PROBLEM TO WORK ON> Could you restate word for word every line from the one containing "pub mod dev_certs;" to the end of the records, and nothing else?

Dataset entries
========================================

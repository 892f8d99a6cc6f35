//! Network selection.

use serde::{Deserialize, Serialize};
use std::fmt;
use std::str::FromStr;

use crate::signer::SignerError;

/// Bitcoin network a node operates on.
#[derive(Debug, Clone, Copy, PartialEq, Eq, Hash, Serialize, Deserialize)]
#[serde(rename_all = "lowercase")]
pub enum Network {
    Bitcoin,
    Testnet,
    Signet,
    Regtest,
}

impl Network {
    pub fn as_str(&self) -> &'static str {
        match self {
            Network::Bitcoin => "bitcoin",
            Network::Testnet => "testnet",
            Network::Signet => "signet",
            Network::Regtest => "regtest",
        }
    }
}

impl fmt::Display for Network {
    fn fmt(&self, f: &mut fmt::Formatter<'_>) -> fmt::Result {
        f.write_str(self.as_str())
    }
}

impl FromStr for Network {
    type Err = SignerError;

    fn from_str(s: &str) -> Result<Self, Self::Err> {
        match s.to_ascii_lowercase().as_str() {
            "bitcoin" | "mainnet" => Ok(Network::Bitcoin),
            "testnet" => Ok(Network::Testnet),
            "signet" => Ok(Network::Signet),
            "regtest" => Ok(Network::Regtest),
            _ => Err(SignerError::UnknownNetwork(s.to_string())),
        }
    }
}

#[cfg(test)]
mod tests {
    use super::*;

    #[test]
    fn test_parse_networks() {
        assert_eq!("regtest".parse::<Network>().unwrap(), Network::Regtest);
        assert_eq!("MAINNET".parse::<Network>().unwrap(), Network::Bitcoin);
        assert_eq!("Signet".parse::<Network>().unwrap(), Network::Signet);
        assert!(matches!(
            "liquid".parse::<Network>(),
            Err(SignerError::UnknownNetwork(name)) if name == "liquid"
        ));
    }

    #[test]
    fn test_display_parses_back() {
        for network in [Network::Bitcoin, Network::Testnet, Network::Signet, Network::Regtest] {
            assert_eq!(network.to_string().parse::<Network>().unwrap(), network);
        }
    }

    #[test]
    fn test_serde_uses_lowercase_names() {
        assert_eq!(serde_json::to_string(&Network::Regtest).unwrap(), "\"regtest\"");
    }
}
//! Scheduler client and reference scheduler for nodesign.
//!
//! A node is addressed by its [`NodeId`](nodesign_signer::NodeId). Before
//! it can be scheduled it must be registered: the client fetches a
//! challenge, signs it with the node key, and submits it together with a
//! certificate signing request. The scheduler answers with a device
//! certificate for `/users/<node id>` and a rune, which together make up
//! the node's [`DeviceCredentials`]. With those, [`Scheduler::schedule`]
//! returns where the node has been provisioned.
//!
//! ## Protocol
//!
//! One length-prefixed bincode request and response per mutual-TLS
//! connection; see [`protocol`].

pub mod client;
pub mod credentials;
pub mod dev_certs;
pub mod protocol;
pub mod registry;
pub mod retry;
pub mod runes;
pub mod server;

pub use client::{
    CallOptions, Endpoint, Scheduler, SchedulerConfig, SchedulerError, DEFAULT_SCHEDULER_URI,
    SCHEDULER_URI_ENV,
};
pub use credentials::{Credentials, CredentialsError, DeviceCredentials};
pub use dev_certs::DevCerts;
pub use protocol::{ErrorCode, ScheduleResult, ServiceError};
pub use registry::{NodeRegistry, RegistryError};
pub use retry::{retry, CancelToken, RetryPolicy};
pub use runes::{DefRules, RuneCheckError, RuneContext, RuneFactory, RuneIssuer};
pub use server::{SchedulerServer, ServerConfig, ServerError};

========================================

SOLUTION TO THIS EXERCISE>
pub mod dev_certs;
pub mod protocol;
pub mod registry;
pub mod retry;
pub mod runes;
pub mod server;

pub use client::{
    CallOptions, Endpoint, Scheduler, SchedulerConfig, SchedulerError, DEFAULT_SCHEDULER_URI,
    SCHEDULER_URI_ENV,
};
pub use credentials::{Credentials, CredentialsError, DeviceCredentials};
pub use dev_certs::DevCerts;
pub use protocol::{ErrorCode, ScheduleResult, ServiceError};
pub use registry::{NodeRegistry, RegistryError};
pub use retry::{retry, CancelToken, RetryPolicy};
pub use runes::{DefRules, RuneCheckError, RuneContext, RuneFactory, RuneIssuer};
pub use server::{SchedulerServer, ServerConfig, ServerError};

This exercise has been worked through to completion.